On the latest “PopPolitics,” Gary Sinise talks about his upcoming CBS series “Criminal Minds: Beyond Borders” and his work for military veterans that has in many ways overshadowed his entertainment career.
Sinise and Joe Mantegna co-host Sunday’s National Memorial Day Concert in Washington, which honors military service, with a lineup that includes Gloria Estefan, Laurence Fishburne, Esai Morales and Russell Watson.
Although one of his best known roles is Lt. Dan in “Forrest Gump,” Sinise says that he became aware of the problems facing returning veterans in the late 1970s as he had relatives who had served in Vietnam.
“We learned some very hard lessons from what happened during the Vietnam era,” Sinise tells Variety‘s “PopPolitics” on SiriusXM. “For the longest time, our Vietnam veterans were very much in the shadows.”
Given the divisions over the war in Iraq, Sinise says he feared that for service members, “the same thing would start to happen to them, that they would start to to feel neglected and the country would not appreciate them.” Sinise’s foundation assists military personnel and emergency workers.
Although the all-volunteer military has in many ways made it more difficult to keep veterans’ issues in the forefront, Sinise says, “When people are made aware of the struggles and challenges returning veterans are facing, people are generous and they want to find a way to help.”
Marianne Williamson on Why She’s for Sanders 2016
Marianne Williamson, the spiritual author and lecturer, talks about her support for Bernie Sanders, the Vermont independent who recently launched his campaign for the Democratic nomination for president. Sanders is 73, but Williamson says she finds his approach to politics very modern.
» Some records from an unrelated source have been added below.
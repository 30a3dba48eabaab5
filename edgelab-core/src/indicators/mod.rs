//! IndicatorEngine: pure functions from a bar series to derived series.
//!
//! Every indicator is available both as a free function over slices and as an
//! [`Indicator`] implementation over a [`BarSeries`]. Windowed indicators drop
//! their warm-up positions instead of padding them: the output is shorter than
//! the input by exactly `offset()`, and `output[i]` belongs to bar
//! `i + offset()`. Callers combining series must track that offset.
//!
//! Two boundary conventions are deliberate and shared with the signal layer:
//! ATR and OBV treat the close before bar 0 as 0 (see [`crate::domain::series::prev`]).

pub mod atr;
pub mod bollinger;
pub mod ema;
pub mod obv;
pub mod rsi;
pub mod sma;
pub mod stochastic;
pub mod vwap;
pub mod wilder;

pub use atr::{atr, true_range, Atr};
pub use bollinger::{bollinger, Bollinger, BollingerBand, BollingerBands};
pub use ema::{ema, smooth, Ema};
pub use obv::{obv, Obv};
pub use rsi::{rsi, Rsi};
pub use sma::{moving_average, prefix_sums, Sma};
pub use stochastic::{stochastic_k, Stochastic};
pub use vwap::{vwap, Vwap};
pub use wilder::wilder;

use crate::domain::BarSeries;

/// A derived series computed from a whole bar series.
///
/// # Look-ahead contamination guard
/// No output attributed to bar t may depend on bar t+1 or later. Computing
/// over a truncated series must reproduce the prefix of the full output.
pub trait Indicator: Send + Sync {
    /// Human-readable name (e.g., "sma_20", "atr_14").
    fn name(&self) -> &str;

    /// Number of leading bars with no output.
    fn offset(&self) -> usize;

    /// Compute the indicator. Output length is `bars.len() - offset()`,
    /// or empty when the series is shorter than the offset.
    fn compute(&self, bars: &BarSeries) -> Vec<f64>;
}

/// Create synthetic bars from close prices for testing.
///
/// Generates plausible OHLV: open = prev_close (or close for first bar),
/// high = max(open,close) + 1.0, low = min(open,close) - 1.0, volume = 1000.
#[cfg(test)]
pub fn make_bars(closes: &[f64]) -> BarSeries {
    use crate::domain::Bar;
    let base_date = chrono::NaiveDate::from_ymd_opt(2024, 1, 2).unwrap();
    let bars = closes
        .iter()
        .enumerate()
        .map(|(i, &close)| {
            let open = if i == 0 { close } else { closes[i - 1] };
            Bar {
                date: base_date + chrono::Duration::days(i as i64),
                open,
                high: open.max(close) + 1.0,
                low: open.min(close) - 1.0,
                close,
                volume: 1000.0,
            }
        })
        .collect();
    BarSeries::new(bars).unwrap()
}

/// Assert two f64 values are approximately equal (within epsilon).
#[cfg(test)]
pub fn assert_approx(actual: f64, expected: f64, epsilon: f64) {
    assert!(
        (actual - expected).abs() < epsilon,
        "assert_approx failed: actual={actual}, expected={expected}, diff={}, epsilon={epsilon}",
        (actual - expected).abs()
    );
}

/// Default epsilon for indicator tests.
#[cfg(test)]
pub const DEFAULT_EPSILON: f64 = 1e-10;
“We’ve done young and sexy — where did that get us?” she asks. “We have done the sort of Hollywood version [of a candidate]. The Hollywood version is not what people in Hollywood are into. What the creative types among us are into is authenticity, and real and edgy and raw. And to me Sen. Sanders is that.”
Williamson says that even though she is trying to boost the number of women in electoral politics, that doesn’t mean that she will automatically support a woman candidate. She says that there are “just too many issues” on which she does not agree with Hillary Clinton.
“I think she is an important woman in American history, but the fact that she has a vagina doesn’t mean that she represents the stances that matter mostly to me,” Williamson says. The idea of electing the first woman president is “trumped by the actual issues,” she says. Still, if Sanders doesn’t get the nomination and Clinton does, and the landscape looks like it does now, “absolutely I would be voting for Hillary Clinton,” she says.
Williamson also talks about the lessons she learned from running for Congress last year, an experience she says was both exhilarating and brutal.
Reenacting Vietnam — Or Hollywood’s Version of It
Mike Attie and Meghan O’Hara followed a combat unit through treacherous terrain to shoot their documentary “In Country.” What they were filming, however, was a group that reenacts battles from the Vietnam War in the woods of Oregon. Just as surprising is that among those participating are Iraq War veterans and even Vietnam War veterans, including Vinh Nguyen, a native of South Vietnam.
Attie and O’Hara said that at times it became difficult to discern if the inspiration for reenacting Vietnam combat came from the war itself or Hollywood’s version of it.
Late Night After Letterman
Mary Murphy of USC’s Annenberg School for Communication and Hunter Schwarz of the Washington Post talk about how latenight humor may influence politics, considering that Stephen Colbert is taking over for David Letterman and Trevor Noah is succeeding Jon Stewart.
They also talk about the furor over a brutal rape scene in a recent episode of HBO’s “Game of Thrones.”
“PopPolitics,” hosted by Ted Johnson, airs Thursdays at 2 p.m. ET/11 a.m. PT on SiriusXM’s political channel POTUS.